▸ PROBLEM STATEMENT
However many lines the data holds, transcribe them all exactly.

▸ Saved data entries
--------------------------------------------------

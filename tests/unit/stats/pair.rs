//! 2x2 Fisher exact test

use crate::helpers::{assert_p_close, parse_fixture, PAIR_FIXTURE};
use fisher_exact::pair_exact_test;
use fisher_exact::stats::ContingencyTable2x2;

/// Reference values below come from log-space enumeration at 40 digits.
#[test]
fn test_reference_small_table() {
    let p = pair_exact_test(1, 9, 11, 3);
    assert_p_close(p, 0.0027594561852200836, 1e-6, "pair(1, 9, 11, 3)");
}

#[test]
fn test_reference_large_tables() {
    let cases = [
        ((5000, 4000, 3000, 7000), 1.6477532430744784e-280),
        ((1000, 2000, 2500, 1500), 1.3392218934400168e-130),
        ((12000, 10000, 11000, 13000), 8.6414232929141e-78),
    ];
    for ((a, b, c, d), expected) in cases {
        let p = pair_exact_test(a, b, c, d);
        assert_p_close(p, expected, 1e-9, &format!("pair({}, {}, {}, {})", a, b, c, d));
    }
}

#[test]
fn test_symmetry_is_bit_identical() {
    for row in parse_fixture(PAIR_FIXTURE) {
        let [a, b, c, d] = row.cells[..] else {
            unreachable!()
        };
        let p = pair_exact_test(a, b, c, d);
        assert_eq!(p.to_bits(), pair_exact_test(b, a, d, c).to_bits(), "{:?}", row.cells);
        assert_eq!(p.to_bits(), pair_exact_test(c, d, a, b).to_bits(), "{:?}", row.cells);
    }
}

/// p-values along one marginal family, indexed by m11.
fn family(r1: u32, r2: u32, c1: u32) -> Vec<f64> {
    let lo = c1.saturating_sub(r2);
    let hi = r1.min(c1);
    (lo..=hi)
        .map(|x| pair_exact_test(x, r1 - x, c1 - x, r2 + x - c1))
        .collect()
}

#[test]
fn test_monotone_away_from_mode() {
    for (r1, r2, c1) in [(30, 25, 28), (100, 40, 70), (7, 90, 20), (500, 500, 500)] {
        let ps = family(r1, r2, c1);
        let mode = ps
            .iter()
            .enumerate()
            .max_by(|a, b| a.1.total_cmp(b.1))
            .map(|(i, _)| i)
            .unwrap();
        assert_eq!(ps[mode], 1.0);
        for i in 0..mode {
            assert!(ps[i] <= ps[i + 1] * (1.0 + 1e-12), "{:?} at {}", (r1, r2, c1), i);
        }
        for i in mode..ps.len() - 1 {
            assert!(ps[i + 1] <= ps[i] * (1.0 + 1e-12), "{:?} at {}", (r1, r2, c1), i);
        }
    }
}

#[test]
fn test_extreme_counts() {
    let m = u32::MAX;
    assert_eq!(pair_exact_test(m, m, m, m), 1.0);
    assert_eq!(pair_exact_test(0, m, m, 0), 0.0);
    assert_eq!(pair_exact_test(1_000_000_000, 1_000_000_000, 1_000_000_000, 1_000_000_000), 1.0);
    let p = pair_exact_test(1_000_000_000, 999_900_000, 999_950_000, 1_000_050_000);
    assert!(p.is_finite() && (0.0..=1.0).contains(&p), "{}", p);
}

#[test]
fn test_table_type_delegates() {
    let t = ContingencyTable2x2::new(10, 2, 3, 15);
    assert_p_close(t.p_value(), 0.0005367241191434358, 1e-9, "table p_value");
}
pub mod stats;

pub mod batch;
pub mod cli;
pub mod config;
pub mod diagnostics;
pub mod format;
pub mod report;

pub use stats::{pair_exact_test, triple_exact_test, ContingencyTable2x2, ContingencyTable2x3};
//! Number formatting for p-values.
//!
//! Output follows C's `%g` conversion so that results print the same way as
//! other `printf`-based statistics tools.

/// Significant digits used by `%g` without an explicit precision.
const G_PRECISION: usize = 6;

/// Format `x` like C's `printf("%g", x)`.
///
/// Six significant digits; scientific notation when the decimal exponent is
/// below -4 or at least 6; trailing zeros and a bare decimal point removed;
/// exponents carry a sign and at least two digits.
pub fn format_g(x: f64) -> String {
    if x.is_nan() {
        return "nan".to_string();
    }
    if x.is_infinite() {
        return if x > 0.0 { "inf" } else { "-inf" }.to_string();
    }
    if x == 0.0 {
        return if x.is_sign_negative() { "-0" } else { "0" }.to_string();
    }

    // Round to the target precision first; the exponent of the rounded
    // value decides the notation (9.999995 prints as 10).
    let sci = format!("{:.*e}", G_PRECISION - 1, x);
    let (mantissa, exp) = match sci.split_once('e') {
        Some((m, e)) => (m, e.parse::<i32>().unwrap_or(0)),
        None => (sci.as_str(), 0),
    };

    if exp < -4 || exp >= G_PRECISION as i32 {
        let sign = if exp < 0 { '-' } else { '+' };
        format!(
            "{}e{}{:02}",
            strip_trailing_zeros(mantissa),
            sign,
            exp.unsigned_abs()
        )
    } else {
        let decimals = (G_PRECISION as i32 - 1 - exp) as usize;
        strip_trailing_zeros(&format!("{:.*}", decimals, x)).to_string()
    }
}

fn strip_trailing_zeros(s: &str) -> &str {
    if s.contains('.') {
        s.trim_end_matches('0').trim_end_matches('.')
    } else {
        s
    }
}
pub mod parse;

pub use parse::*;

/// How positional and batch counts are turned into cell values.
#[derive(Debug, Clone, Copy, PartialEq, Eq, Default)]
pub enum ParseMode {
    /// `atoi`-compatible: malformed input falls back to a number instead of
    /// failing.
    #[default]
    Lenient,
    /// Only plain non-negative integers that fit in a `u32` are accepted.
    Strict,
}

impl std::str::FromStr for ParseMode {
    type Err = String;

    fn from_str(s: &str) -> Result<Self, Self::Err> {
        match s.to_lowercase().as_str() {
            "lenient" | "atoi" => Ok(ParseMode::Lenient),
            "strict" => Ok(ParseMode::Strict),
            _ => Err(format!(
                "Unknown parse mode: {}. Use 'lenient' or 'strict'",
                s
            )),
        }
    }
}

impl std::fmt::Display for ParseMode {
    fn fmt(&self, f: &mut std::fmt::Formatter<'_>) -> std::fmt::Result {
        match self {
            ParseMode::Lenient => write!(f, "lenient"),
            ParseMode::Strict => write!(f, "strict"),
        }
    }
}

/// Settings shared by single-table and batch runs.
#[derive(Debug, Clone, Copy, Default)]
pub struct RunConfig {
    pub parse_mode: ParseMode,
    pub verbose: bool,
}

impl RunConfig {
    /// Parse one count under the configured mode.
    pub fn parse_count(&self, s: &str) -> Result<ParsedCount, String> {
        parse_count(s, self.parse_mode)
    }
}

--------------------------------------------------

▸ EXERCISE ANSWER
filename tests/unit/stats/pair.rs
//! 2x2 Fisher exact test

use crate::helpers::{assert_p_close, parse_fixture, PAIR_FIXTURE};
use fisher_exact::pair_exact_test;
use fisher_exact::stats::ContingencyTable2x2;

/// Reference values below come from log-space enumeration at 40 digits.
#[test]
fn test_reference_small_table() {
    let p = pair_exact_test(1, 9, 11, 3);
    assert_p_close(p, 0.0027594561852200836, 1e-6, "pair(1, 9, 11, 3)");
}

#[test]
fn test_reference_large_tables() {
    let cases = [
        ((5000, 4000, 3000, 7000), 1.6477532430744784e-280),
        ((1000, 2000, 2500, 1500), 1.3392218934400168e-130),
        ((12000, 10000, 11000, 13000), 8.6414232929141e-78),
    ];
    for ((a, b, c, d), expected) in cases {
        let p = pair_exact_test(a, b, c, d);
        assert_p_close(p, expected, 1e-9, &format!("pair({}, {}, {}, {})", a, b, c, d));
    }
}

#[test]
fn test_symmetry_is_bit_identical() {
    for row in parse_fixture(PAIR_FIXTURE) {
        let [a, b, c, d] = row.cells[..] else {
            unreachable!()
        };
        let p = pair_exact_test(a, b, c, d);
        assert_eq!(p.to_bits(), pair_exact_test(b, a, d, c).to_bits(), "{:?}", row.cells);
        assert_eq!(p.to_bits(), pair_exact_test(c, d, a, b).to_bits(), "{:?}", row.cells);
    }
}

/// p-values along one marginal family, indexed by m11.
fn family(r1: u32, r2: u32, c1: u32) -> Vec<f64> {
    let lo = c1.saturating_sub(r2);
    let hi = r1.min(c1);
    (lo..=hi)
        .map(|x| pair_exact_test(x, r1 - x, c1 - x, r2 + x - c1))
        .collect()
}

#[test]
fn test_monotone_away_from_mode() {
    for (r1, r2, c1) in [(30, 25, 28), (100, 40, 70), (7, 90, 20), (500, 500, 500)] {
        let ps = family(r1, r2, c1);
        let mode = ps
            .iter()
            .enumerate()
            .max_by(|a, b| a.1.total_cmp(b.1))
            .map(|(i, _)| i)
            .unwrap();
        assert_eq!(ps[mode], 1.0);
        for i in 0..mode {
            assert!(ps[i] <= ps[i + 1] * (1.0 + 1e-12), "{:?} at {}", (r1, r2, c1), i);
        }
        for i in mode..ps.len() - 1 {
            assert!(ps[i + 1] <= ps[i] * (1.0 + 1e-12), "{:?} at {}", (r1, r2, c1), i);
        }
    }
}

#[test]
fn test_extreme_counts() {
    let m = u32::MAX;
    assert_eq!(pair_exact_test(m, m, m, m), 1.0);
    assert_eq!(pair_exact_test(0, m, m, 0), 0.0);
    assert_eq!(pair_exact_test(1_000_000_000, 1_000_000_000, 1_000_000_000, 1_000_000_000), 1.0);
    let p = pair_exact_test(1_000_000_000, 999_900_000, 999_950_000, 1_000_050_000);
    assert!(p.is_finite() && (0.0..=1.0).contains(&p), "{}", p);
}

#[test]
fn test_table_type_delegates() {
    let t = ContingencyTable2x2::new(10, 2, 3, 15);
    assert_p_close(t.p_value(), 0.0005367241191434358, 1e-9, "table p_value");
}
pub mod stats;

pub mod batch;
pub mod cli;
pub mod config;
pub mod diagnostics;
pub mod format;
pub mod report;

pub use stats::{pair_exact_test, triple_exact_test, ContingencyTable2x2, ContingencyTable2x3};
//! Number formatting for p-values.
//!
//! Output follows C's `%g` conversion so that results print the same way as
//! other `printf`-based statistics tools.

/// Significant digits used by `%g` without an explicit precision.
const G_PRECISION: usize = 6;

/// Format `x` like C's `printf("%g", x)`.
///
/// Six significant digits; scientific notation when the decimal exponent is
/// below -4 or at least 6; trailing zeros and a bare decimal point removed;
/// exponents carry a sign and at least two digits.
pub fn format_g(x: f64) -> String {
    if x.is_nan() {
        return "nan".to_string();
    }
    if x.is_infinite() {
        return if x > 0.0 { "inf" } else { "-inf" }.to_string();
    }
    if x == 0.0 {
        return if x.is_sign_negative() { "-0" } else { "0" }.to_string();
    }

    // Round to the target precision first; the exponent of the rounded
    // value decides the notation (9.999995 prints as 10).
    let sci = format!("{:.*e}", G_PRECISION - 1, x);
    let (mantissa, exp) = match sci.split_once('e') {
        Some((m, e)) => (m, e.parse::<i32>().unwrap_or(0)),
        None => (sci.as_str(), 0),
    };

    if exp < -4 || exp >= G_PRECISION as i32 {
        let sign = if exp < 0 { '-' } else { '+' };
        format!(
            "{}e{}{:02}",
            strip_trailing_zeros(mantissa),
            sign,
            exp.unsigned_abs()
        )
    } else {
        let decimals = (G_PRECISION as i32 - 1 - exp) as usize;
        strip_trailing_zeros(&format!("{:.*}", decimals, x)).to_string()
    }
}

fn strip_trailing_zeros(s: &str) -> &str {
    if s.contains('.') {
        s.trim_end_matches('0').trim_end_matches('.')
    } else {
        s
    }
}
pub mod parse;

pub use parse::*;

/// How positional and batch counts are turned into cell values.
#[derive(Debug, Clone, Copy, PartialEq, Eq, Default)]
pub enum ParseMode {
    /// `atoi`-compatible: malformed input falls back to a number instead of
    /// failing.
    #[default]
    Lenient,
    /// Only plain non-negative integers that fit in a `u32` are accepted.
    Strict,
}

impl std::str::FromStr for ParseMode {
    type Err = String;

    fn from_str(s: &str) -> Result<Self, Self::Err> {
        match s.to_lowercase().as_str() {
            "lenient" | "atoi" => Ok(ParseMode::Lenient),
            "strict" => Ok(ParseMode::Strict),
            _ => Err(format!(
                "Unknown parse mode: {}. Use 'lenient' or 'strict'",
                s
            )),
        }
    }
}

impl std::fmt::Display for ParseMode {
    fn fmt(&self, f: &mut std::fmt::Formatter<'_>) -> std::fmt::Result {
        match self {
            ParseMode::Lenient => write!(f, "lenient"),
            ParseMode::Strict => write!(f, "strict"),
        }
    }
}

/// Settings shared by single-table and batch runs.
#[derive(Debug, Clone, Copy, Default)]
pub struct RunConfig {
    pub parse_mode: ParseMode,
    pub verbose: bool,
}

impl RunConfig {
    /// Parse one count under the configured mode.
    pub fn parse_count(&self, s: &str) -> Result<ParsedCount, String> {
        parse_count(s, self.parse_mode)
    }
}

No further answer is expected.